Stephanie Klein-Davis | The Roanoke Times
Tricia Adams, Dustin Knuttgen and Jennifer Walker (from left) run a five-mile loop through Smith and Wasena parks in November. Adams later had to drop out of the trio's marathon plans.
Today, two Roanokers will be on their way to Orlando, Fla. One will fly, the other drive.
They will go to Walt Disney World.
Sounds like a vacation until you hear that on Sunday, they will rise at 3 a.m. to be at Epcot Center by 4 because the race starts at 6 a.m.
A 26.2-mile marathon, to be exact.
For Jennifer Walker and one of her running buddies, Dustin Knuttgen, the new year isn't about starting months of an exhausting exercise routine. It's about reaching the payoff after calorie counting, ice baths and miles on the asphalt.
Walker, 34, and Knuttgen, 38, will join about 16,000 runners who will kick off 2007 by running a marathon at the popular theme park. The event is part of a weekend at the park that includes a health and wellness expo and a half-marathon.
The two are sponsored by the Leukemia & Lymphoma Society and had to raise $3,330 each for the organization.
"Moving here and not exercising, I had gotten out of shape," Walker said on a recent morning in her downtown Roanoke office, Balance Chiropractic and Wellness. Speaking for her running partners, including her practice's massage therapist, Tricia Adams, Walker said, "We had all gotten out of shape."
Walker, a chiropractor, moved to Roanoke in early 2006 after selling her practice in Cape Cod, Mass. Patients here lamented about the difficulty of losing weight, so Walker -- who also wanted to drop a few pounds -- researched and created a boot camp-style exercise program last summer. Having a background in exercise physiology, Walker said she knew how dangerous extra pounds can be in slowing the healing of injuries.
During boot camp sessions, Walker gave participants guidelines and asked that they check in once a week and come in for a body fat analysis. She and her crew also incorporated running, doing a series of one-minute walks and one-minute runs. Those short runs led to their bigger challenge: training for a marathon and getting through a holiday season of parties without gaining back the 125 pounds that she, Adams and Knuttgen, who is one of Walker's patients, had collectively lost.
"I dragged them into it," Walker said.
"She got bored, and we followed along," Adams said.
But Walker's boredom in her exercise routine turned into new goals for the three amateur athletes.
"We were running five-mile runs," Walker said. "I had never gone beyond eight miles."
"We thought if Oprah can do a marathon ...," said Adams, 43, about the talk show host's 1994 run in the Marine Corps Marathon.
The trio trained for months indoors and outdoors depending on the weather.
They saved long runs for Saturday mornings and squeezed in several shorter runs during the week near the Roanoke River and the site where Victory Stadium once stood.
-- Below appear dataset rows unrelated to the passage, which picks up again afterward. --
//! Static Buffer Pool
//!
//! Two-buffer upload pattern for long-lived geometry: the CPU writes into a
//! mapped staging buffer, then a one-shot command copies each region into
//! device-local storage, guarded by a pipeline barrier. The pool's linear
//! cursor only grows — it is single-use per lifetime and is never recycled —
//! and the staging buffer can be released once all uploads have executed.

use ash::vk;
use bytemuck::Pod;
use gpu_allocator::MemoryLocation;
use gpu_allocator::vulkan::Allocation;

use crate::errors::Result;
use crate::renderer::device::Device;
use crate::renderer::{BUFFER_ALLOC_ALIGNMENT, align_up, create_buffer, destroy_buffer};

/// Device-local buffer fed once through a mapped staging buffer.
pub struct StaticBufferPool {
    device_buffer: vk::Buffer,
    device_allocation: Option<Allocation>,
    staging_buffer: vk::Buffer,
    staging_allocation: Option<Allocation>,
    // Regions allocated since the last `upload_all`.
    pending: Vec<vk::DescriptorBufferInfo>,
    memory_offset: u64,
    total_size: u64,
}

impl StaticBufferPool {
    pub fn new(device: &Device, name: &str, total_size: u64) -> Result<Self> {
        let (device_buffer, device_allocation) = create_buffer(
            device,
            &format!("static_pool.{name}.store"),
            total_size,
            vk::BufferUsageFlags::VERTEX_BUFFER
                | vk::BufferUsageFlags::INDEX_BUFFER
                | vk::BufferUsageFlags::TRANSFER_DST,
            MemoryLocation::GpuOnly,
        )?;
        let (staging_buffer, staging_allocation) = create_buffer(
            device,
            &format!("static_pool.{name}.staging"),
            total_size,
            vk::BufferUsageFlags::TRANSFER_SRC,
            MemoryLocation::CpuToGpu,
        )?;

        Ok(Self {
            device_buffer,
            device_allocation: Some(device_allocation),
            staging_buffer,
            staging_allocation: Some(staging_allocation),
            pending: Vec::new(),
            memory_offset: 0,
            total_size,
        })
    }

    /// Allocates room for `count` elements of `stride` bytes, aligned to
    /// [`BUFFER_ALLOC_ALIGNMENT`]. Returns the staging write slice and the
    /// region descriptor naming the device-local destination, or `None`
    /// once the fixed capacity is exhausted (the cursor is untouched).
    ///
    /// # Panics
    ///
    /// Panics if called after [`StaticBufferPool::free_staging`].
    pub fn alloc(
        &mut self,
        count: usize,
        stride: usize,
    ) -> Option<(&mut [u8], vk::DescriptorBufferInfo)> {
        let staging = self
            .staging_allocation
            .as_mut()
            .expect("staging buffer already freed");

        let size = align_up((count * stride) as u64, BUFFER_ALLOC_ALIGNMENT);
        if self.memory_offset + size > self.total_size {
            return None;
        }

        let offset = self.memory_offset;
        self.memory_offset += size;

        let info = vk::DescriptorBufferInfo {
            buffer: self.device_buffer,
            offset,
            range: size,
        };
        self.pending.push(info);

        let mapped = staging
            .mapped_slice_mut()
            .expect("staging buffer is persistently mapped");
        let slice = &mut mapped[offset as usize..(offset + size) as usize];
        Some((slice, info))
    }

    /// Allocates and fills a region from a `Pod` slice.
    pub fn alloc_slice<T: Pod>(&mut self, values: &[T]) -> Option<vk::DescriptorBufferInfo> {
        let bytes: &[u8] = bytemuck::cast_slice(values);
        let (slice, info) = self.alloc(values.len(), size_of::<T>())?;
        slice[..bytes.len()].copy_from_slice(bytes);
        Some(info)
    }

    /// Records a staging → device-local copy of one region.
    ///
    /// # Panics
    ///
    /// Panics if the staging buffer has been freed.
    pub fn upload_region(
        &self,
        device: &Device,
        cmd: vk::CommandBuffer,
        info: &vk::DescriptorBufferInfo,
    ) {
        assert!(self.staging_allocation.is_some(), "staging buffer already freed");
        let region = vk::BufferCopy {
            src_offset: info.offset,
            dst_offset: info.offset,
            size: info.range,
        };
        unsafe {
            device
                .raw()
                .cmd_copy_buffer(cmd, self.staging_buffer, self.device_buffer, &[region]);
        }
    }

    /// Records the copies for every region allocated since the last call,
    /// then a barrier making the writes visible to vertex fetch and index
    /// reads.
    pub fn upload_all(&mut self, device: &Device, cmd: vk::CommandBuffer) {
        if self.pending.is_empty() {
            return;
        }
        let regions: Vec<vk::BufferCopy> = self
            .pending
            .iter()
            .map(|info| vk::BufferCopy {
                src_offset: info.offset,
                dst_offset: info.offset,
                size: info.range,
            })
            .collect();
        self.pending.clear();

        let barriers = [vk::BufferMemoryBarrier::default()
            .src_access_mask(vk::AccessFlags::TRANSFER_WRITE)
            .dst_access_mask(vk::AccessFlags::VERTEX_ATTRIBUTE_READ | vk::AccessFlags::INDEX_READ)
            .src_queue_family_index(vk::QUEUE_FAMILY_IGNORED)
            .dst_queue_family_index(vk::QUEUE_FAMILY_IGNORED)
            .buffer(self.device_buffer)
            .offset(0)
            .size(vk::WHOLE_SIZE)];

        unsafe {
            device
                .raw()
                .cmd_copy_buffer(cmd, self.staging_buffer, self.device_buffer, &regions);
            device.raw().cmd_pipeline_barrier(
                cmd,
                vk::PipelineStageFlags::TRANSFER,
                vk::PipelineStageFlags::VERTEX_INPUT,
                vk::DependencyFlags::empty(),
                &[],
                &barriers,
                &[],
            );
        }
    }

    /// Releases the staging buffer. Only valid once every recorded upload
    /// has finished executing; the pool keeps serving the device-local
    /// buffer but can no longer allocate.
    pub fn free_staging(&mut self, device: &Device) {
        if let Some(allocation) = self.staging_allocation.take() {
            destroy_buffer(device, self.staging_buffer, allocation);
            self.staging_buffer = vk::Buffer::null();
        }
    }

    /// Bytes remaining in the pool.
    #[inline]
    #[must_use]
    pub fn allocatable_size(&self) -> u64 {
        self.total_size - self.memory_offset
    }

    #[inline]
    #[must_use]
    pub fn buffer(&self) -> vk::Buffer {
        self.device_buffer
    }

    /// Destroys both buffers. The GPU must be done with them.
    pub fn destroy(mut self, device: &Device) {
        self.free_staging(device);
        if let Some(allocation) = self.device_allocation.take() {
            destroy_buffer(device, self.device_buffer, allocation);
        }
    }
}
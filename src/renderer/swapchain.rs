//! Swap Chain
//!
//! [`SwapChain`] owns the presentable image chain: the surface format, the
//! render pass and framebuffer per image, and one acquire semaphore per
//! back-buffer slot. It exposes the acquire/present state machine:
//!
//! ```text
//! Created ──resize──▶ (acquire_next ⇄ present) ──resize──▶ … ──destroy──▶
//! ```
//!
//! Window-dependent resources do not exist until the first [`resize`] call;
//! every later `resize` destroys and recreates all of them, and must only
//! run after the device has drained in-flight GPU work that references the
//! old images.
//!
//! [`resize`]: SwapChain::resize

use ash::vk;

use crate::errors::{Result, TalosError, VkResultExt};
use crate::renderer::device::Device;

/// Bounded wait for image acquisition. Exceeding it means the presentation
/// engine is wedged and is treated as fatal.
const ACQUIRE_TIMEOUT_NS: u64 = 5_000_000_000;

/// Surface formats accepted for presentation, in preference order.
const PREFERRED_FORMATS: [vk::Format; 5] = [
    vk::Format::R8G8B8A8_UNORM,
    vk::Format::B8G8R8A8_UNORM,
    vk::Format::A2B10G10R10_UNORM_PACK32,
    vk::Format::A2R10G10B10_UNORM_PACK32,
    vk::Format::R16G16B16A16_SFLOAT,
];

/// Result of [`SwapChain::acquire_next`].
#[derive(Debug, Clone, Copy, PartialEq, Eq)]
pub enum AcquireStatus {
    /// An image was acquired; render into it and present.
    Ready(u32),
    /// The surface no longer matches the swap chain; the caller must issue
    /// a resize before acquiring again.
    NeedsResize,
}

/// Result of [`SwapChain::present`].
#[derive(Debug, Clone, Copy, PartialEq, Eq)]
pub enum PresentStatus {
    Presented,
    /// Out-of-date or suboptimal surface; the caller must issue a resize.
    NeedsResize,
}

/// Presentable image chain and its acquire/present state machine.
pub struct SwapChain {
    loader: ash::khr::swapchain::Device,
    swapchain: vk::SwapchainKHR,
    format: vk::SurfaceFormatKHR,
    render_pass: vk::RenderPass,
    images: Vec<vk::Image>,
    image_views: Vec<vk::ImageView>,
    framebuffers: Vec<vk::Framebuffer>,
    image_available_semaphores: Vec<vk::Semaphore>,
    extent: vk::Extent2D,
    vsync: bool,
    back_buffer_count: u32,
    // Valid only between acquire and present.
    image_index: u32,
    semaphore_index: usize,
    prev_semaphore_index: usize,
}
On a family visit to Florida in early November, Walker was ready to call it quits. She said she thought she was going to die in the heat and had what she described as "the worst run of my life." But she bounced back a week later and completed 16 miles without a problem.
There have been a couple of setbacks: Knuttgen has a recurring knee problem but is still running the big race, and Adams bailed out after missing three weeks of long runs.
Training for the marathon has been "another way to get through the holidays without gaining 50 pounds," said Knuttgen, a computer networking consultant who has tried diets including Atkins. Although he indulged in holiday treats, Knuttgen has slimmed down to 195 pounds from 240 .
"A lot of people didn't recognize me," he said. "People are just amazed and asked you what you did, and hopefully it's inspirational to somebody else."
He said he was motivated by training with a group. For their next goal, Knuttgen said he'd like the trio to work on shorter runs to improve their running time.
Meanwhile, the holiday season wasn't particularly challenging for Walker, who says she has a competitive streak and likely will continue running in the future.
"When I cheat I'm much more aware when I'm doing it," she said. "Before, the tendency was to eat and not be aware of it."
As a result of participating in her own boot camp, Walker lost 55 pounds and has kept much of it off. Much of the weight loss was through a strict diet that didn't allow for treats such as cocktails and bread.
"When I deviated from the diet I was so sick," Walker said of the holidays. "I didn't eat as much as I would have. Even with the small, little bits I ate, I wasn't happy. Coming into January I want to be a little more rigid with dieting to make myself feel better."
In recent days, Walker and Knuttgen, who both ran the Cox Communications Star City Half Marathon & 5K in November, have been tapering off the number of miles they run and focusing on their diets to prepare for Orlando.
In the home stretch, they will focus on making sure their bodies have the correct amount of carbohydrates to pull off the marathon in the hot Florida weather. Their goal is to complete the run in less than five hours.
"I feel great, surprisingly," Walker said. "I've been derailed so many times with fitness programs. I'm very surprised. I've been very lucky. I'm just very happy I survived training. You hear about so many people who get hurt. I'm really happy I've been able to finish."
Said Knuttgen: "If we can do it, anybody can."